*YOUR OBJECTIVE:*
All entries, exactly as written, should be output again.

*GIVEN INFORMATION:*
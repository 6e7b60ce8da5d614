//! The delivery ledger: durable receipts and the append-only attempts log.
//!
//! Layout under `<data_dir>/ledger/<shop>/`:
//!
//! - `receipts/<event_id>.json` — one file per recorded event.
//! - `guards/<hash>.guard` — exclusive-create markers enforcing the
//!   per-(shop, order, event type) uniqueness constraint for purchases. The
//!   marker holds the winning event id.
//! - `attempts.log` — JSON Lines, one object per delivery attempt.
//!
//! Uniqueness is enforced by the filesystem: `O_CREAT|O_EXCL` makes the
//! receipt write atomic, so when two concurrent requests both pass the dedup
//! pre-check, exactly one wins and the loser observes `AlreadyRecorded`.
//! Receipts and attempts are never deleted by this crate.

mod fsync;

pub mod attempt;
pub mod receipt;

pub use attempt::{AttemptStatus, DeliveryAttempt};
pub use receipt::{EventReceipt, RecordOutcome};

use std::io;
use std::path::PathBuf;

use thiserror::Error;

use crate::types::ShopId;

/// Errors from ledger reads and writes.
#[derive(Debug, Error)]
pub enum LedgerError {
    #[error("IO error: {0}")]
    Io(#[from] io::Error),

    #[error("JSON error: {0}")]
    Json(#[from] serde_json::Error),
}

/// Result type for ledger operations.
pub type Result<T> = std::result::Result<T, LedgerError>;

/// Handle to the on-disk ledger.
#[derive(Debug, Clone)]
pub struct Ledger {
    root: PathBuf,
}

impl Ledger {
    /// Creates a ledger rooted at `<data_dir>/ledger`.
    pub fn new(data_dir: impl Into<PathBuf>) -> Self {
        Self {
            root: data_dir.into().join("ledger"),
        }
    }

    pub(crate) fn shop_dir(&self, shop: &ShopId) -> PathBuf {
        self.root.join(shop.as_str())
    }

    /// Shops that have any ledger data at all.
    pub fn shops(&self) -> Result<Vec<ShopId>> {
        let entries = match std::fs::read_dir(&self.root) {
            Ok(entries) => entries,
            Err(err) if err.kind() == io::ErrorKind::NotFound => return Ok(Vec::new()),
            Err(err) => return Err(err.into()),
        };

        let mut shops = Vec::new();
        for entry in entries {
            let entry = entry?;
            if entry.file_type()?.is_dir()
                && let Some(name) = entry.file_name().to_str()
            {
                shops.push(ShopId::new(name));
            }
        }
        shops.sort_by(|a, b| a.as_str().cmp(b.as_str()));
        Ok(shops)
    }
}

*ANSWER:*
repository 6e7b60ce8da5d614
//! The delivery ledger: durable receipts and the append-only attempts log.
//!
//! Layout under `<data_dir>/ledger/<shop>/`:
//!
//! - `receipts/<event_id>.json` — one file per recorded event.
//! - `guards/<hash>.guard` — exclusive-create markers enforcing the
//!   per-(shop, order, event type) uniqueness constraint for purchases. The
//!   marker holds the winning event id.
//! - `attempts.log` — JSON Lines, one object per delivery attempt.
//!
//! Uniqueness is enforced by the filesystem: `O_CREAT|O_EXCL` makes the
//! receipt write atomic, so when two concurrent requests both pass the dedup
//! pre-check, exactly one wins and the loser observes `AlreadyRecorded`.
//! Receipts and attempts are never deleted by this crate.

mod fsync;

pub mod attempt;
pub mod receipt;

pub use attempt::{AttemptStatus, DeliveryAttempt};
pub use receipt::{EventReceipt, RecordOutcome};

use std::io;
use std::path::PathBuf;

use thiserror::Error;

use crate::types::ShopId;

/// Errors from ledger reads and writes.
#[derive(Debug, Error)]
pub enum LedgerError {
    #[error("IO error: {0}")]
    Io(#[from] io::Error),

    #[error("JSON error: {0}")]
    Json(#[from] serde_json::Error),
}

/// Result type for ledger operations.
pub type Result<T> = std::result::Result<T, LedgerError>;

/// Handle to the on-disk ledger.
#[derive(Debug, Clone)]
pub struct Ledger {
    root: PathBuf,
}

impl Ledger {
    /// Creates a ledger rooted at `<data_dir>/ledger`.
    pub fn new(data_dir: impl Into<PathBuf>) -> Self {
        Self {
            root: data_dir.into().join("ledger"),
        }
    }

    pub(crate) fn shop_dir(&self, shop: &ShopId) -> PathBuf {
        self.root.join(shop.as_str())
    }

    /// Shops that have any ledger data at all.
    pub fn shops(&self) -> Result<Vec<ShopId>> {
        let entries = match std::fs::read_dir(&self.root) {
            Ok(entries) => entries,
            Err(err) if err.kind() == io::ErrorKind::NotFound => return Ok(Vec::new()),
            Err(err) => return Err(err.into()),
        };

        let mut shops = Vec::new();
        for entry in entries {
            let entry = entry?;
            if entry.file_type()?.is_dir()
                && let Some(name) = entry.file_name().to_str()
            {
                shops.push(ShopId::new(name));
            }
        }
        shops.sort_by(|a, b| a.as_str().cmp(b.as_str()));
        Ok(shops)
    }
}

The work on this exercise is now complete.